__Work item__: Send back exactly the lines from the opening line of the records below through the one with "pub struct BufferHandle".

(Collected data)

//! Per-session handle tables
//!
//! Buffer handles pair a backend allocation with a host shadow buffer of the
//! same size and are addressed by counter-assigned identifiers. Program
//! handles are keyed by identifiers the client picks.

use super::SessionError;
use crate::device::{Allocation, BufferOptions, Device, DeviceResult, Program};
use std::collections::HashMap;
use std::sync::Arc;

/// One device allocation visible to the client
pub struct BufferHandle {
    allocation: Option<Allocation>,
    shadow: Vec<u8>,
    options: BufferOptions,
    device: Arc<dyn Device>,
}

impl BufferHandle {
    pub fn new(allocation: Allocation, options: BufferOptions, device: Arc<dyn Device>) -> Self {
        let shadow = vec![0u8; allocation.size()];
        Self {
            allocation: Some(allocation),
            shadow,
            options,
            device,
        }
    }

    /// Backend token; present until the handle is released
    pub fn allocation(&self) -> Option<&Allocation> {
        self.allocation.as_ref()
    }

    /// Shadow buffer length, fixed at allocation time
    pub fn len(&self) -> usize {
        self.shadow.len()
    }

    pub fn is_empty(&self) -> bool {
        self.shadow.is_empty()
    }

    /// Device that owns the allocation
    pub fn device(&self) -> &Arc<dyn Device> {
        &self.device
    }

    /// Fill the shadow buffer (via `fill`) then copy it to the device
    pub fn copy_in_with<E, F>(&mut self, fill: F) -> Result<(), E>
    where
        F: FnOnce(&mut [u8]) -> Result<(), E>,
        E: From<crate::device::DeviceError>,
    {
        fill(&mut self.shadow)?;
        if let Some(allocation) = &self.allocation {
            self.device.allocator().copy_in(allocation, &self.shadow)?;
        }
        Ok(())
    }

    /// Copy the device allocation into the shadow buffer and return it
    pub fn copy_out(&mut self) -> DeviceResult<&[u8]> {
        if let Some(allocation) = &self.allocation {
            self.device
                .allocator()
                .copy_out(&mut self.shadow, allocation)?;
        }
        Ok(&self.shadow)
    }

    /// Hand the allocation back to its device
    pub fn release(mut self, options: &BufferOptions) -> DeviceResult<()> {
        match self.allocation.take() {
            Some(allocation) => self.device.allocator().free(allocation, options),
            None => Ok(()),
        }
    }
}

impl Drop for BufferHandle {
    fn drop(&mut self) {
        if let Some(allocation) = self.allocation.take() {
            let size = allocation.size();
            if let Err(e) = self.device.allocator().free(allocation, &self.options) {
                log::warn!(
                    "failed to release {} byte allocation on {}: {}",
                    size,
                    self.device.name(),
                    e
                );
            }
        }
    }
}

/// Buffer identifier -> handle
#[derive(Default)]
pub struct BufferTable {
    handles: HashMap<u64, BufferHandle>,
    next_id: u64,
}

impl BufferTable {
    pub fn new() -> Self {
        Self {
            handles: HashMap::new(),
            next_id: 1,
        }
    }

    /// Register a handle under a fresh identifier
    pub fn insert(&mut self, handle: BufferHandle) -> u64 {
        let id = self.next_id.max(1);
        self.next_id = id + 1;
        self.handles.insert(id, handle);
        id
    }

    pub fn get(&self, id: u64) -> Result<&BufferHandle, SessionError> {
        self.handles.get(&id).ok_or(SessionError::UnknownBuffer(id))
    }

    pub fn get_mut(&mut self, id: u64) -> Result<&mut BufferHandle, SessionError> {
        self.handles
            .get_mut(&id)
            .ok_or(SessionError::UnknownBuffer(id))
    }

    pub fn remove(&mut self, id: u64) -> Result<BufferHandle, SessionError> {
        self.handles
            .remove(&id)
            .ok_or(SessionError::UnknownBuffer(id))
    }

    /// Resolve identifiers to backend tokens, in order
    pub fn resolve(&self, ids: &[u64]) -> Result<Vec<&Allocation>, SessionError> {
        ids.iter()
            .map(|&id| {
                self.get(id)?
                    .allocation()
                    .ok_or(SessionError::UnknownBuffer(id))
            })
            .collect()
    }

    pub fn len(&self) -> usize {
        self.handles.len()
    }

    pub fn is_empty(&self) -> bool {
        self.handles.is_empty()
    }
}

/// Program identifier -> loaded executable
#[derive(Default)]
pub struct ProgramTable {
    programs: HashMap<u64, Box<dyn Program>>,
}

impl ProgramTable {
    pub fn new() -> Self {
        Self::default()
    }

    /// Register `program`, returning true if it replaced an earlier entry
    pub fn insert(&mut self, id: u64, program: Box<dyn Program>) -> bool {
        self.programs.insert(id, program).is_some()
    }

    pub fn get(&self, id: u64) -> Result<&dyn Program, SessionError> {
        self.programs
            .get(&id)
            .map(|p| p.as_ref())
            .ok_or(SessionError::UnknownProgram(id))
    }

    pub fn len(&self) -> usize {
        self.programs.len()
    }

    pub fn is_empty(&self) -> bool {
        self.programs.is_empty()
    }
}

#[cfg(test)]
mod tests {
    use super::*;
    use crate::device::{HostDevice, NullDevice};

    fn host() -> (Arc<HostDevice>, Arc<dyn Device>) {
        let host = Arc::new(HostDevice::new("CPU"));
        let device: Arc<dyn Device> = host.clone();
        (host, device)
    }

    fn handle(device: &Arc<dyn Device>, size: usize) -> BufferHandle {
        let opts = BufferOptions::default();
        let alloc = device.allocator().alloc(size, &opts).unwrap();
        BufferHandle::new(alloc, opts, Arc::clone(device))
    }

    #[test]
    fn test_ids_are_counter_assigned() {
        let (_, device) = host();
        let mut table = BufferTable::new();
        let a = table.insert(handle(&device, 4));
        let b = table.insert(handle(&device, 4));
        assert_eq!((a, b), (1, 2));
        table.remove(a).unwrap();
        let c = table.insert(handle(&device, 4));
        assert_eq!(c, 3);
    }

    #[test]
    fn test_shadow_matches_allocation() {
        let (_, device) = host();
        let mut table = BufferTable::new();
        let id = table.insert(handle(&device, 24));
        assert_eq!(table.get(id).unwrap().len(), 24);
    }

    #[test]
    fn test_unknown_ids() {
        let mut table = BufferTable::new();
        assert!(matches!(table.get(5), Err(SessionError::UnknownBuffer(5))));
        assert!(matches!(table.remove(5), Err(SessionError::UnknownBuffer(5))));
        assert!(matches!(table.resolve(&[5]), Err(SessionError::UnknownBuffer(5))));

        let programs = ProgramTable::new();
        assert!(matches!(programs.get(1), Err(SessionError::UnknownProgram(1))));
    }

    #[test]
    fn test_release_and_drop_free_backend_memory() {
        let (host, device) = host();
        let mut table = BufferTable::new();
        let a = table.insert(handle(&device, 8));
        table.insert(handle(&device, 8));
        assert_eq!(host.memory_in_use().allocations, 2);

        table
            .remove(a)
            .unwrap()
            .release(&BufferOptions::default())
            .unwrap();
        assert_eq!(host.memory_in_use().allocations, 1);

        drop(table);
        assert_eq!(host.memory_in_use().allocations, 0);
    }

    #[test]
    fn test_copy_through_shadow() {
        let (_, device) = host();
        let mut buf = handle(&device, 3);
        buf.copy_in_with(|shadow| {
            shadow.copy_from_slice(&[7, 8, 9]);
            Ok::<(), crate::device::DeviceError>(())
        })
        .unwrap();
        assert_eq!(buf.copy_out().unwrap(), &[7, 8, 9]);
    }

    #[test]
    fn test_program_overwrite() {
        let null = NullDevice::new("NULL");
        let mut programs = ProgramTable::new();
        let rt = crate::device::Runtime::load(&null, "k", b"").unwrap();
        assert!(!programs.insert(4, rt));
        let rt = crate::device::Runtime::load(&null, "k", b"").unwrap();
        assert!(programs.insert(4, rt));
        assert_eq!(programs.len(), 1);
    }
}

__Solved exercise__:
//! Per-session handle tables
//!
//! Buffer handles pair a backend allocation with a host shadow buffer of the
//! same size and are addressed by counter-assigned identifiers. Program
//! handles are keyed by identifiers the client picks.

use super::SessionError;
use crate::device::{Allocation, BufferOptions, Device, DeviceResult, Program};
use std::collections::HashMap;
use std::sync::Arc;

/// One device allocation visible to the client
pub struct BufferHandle {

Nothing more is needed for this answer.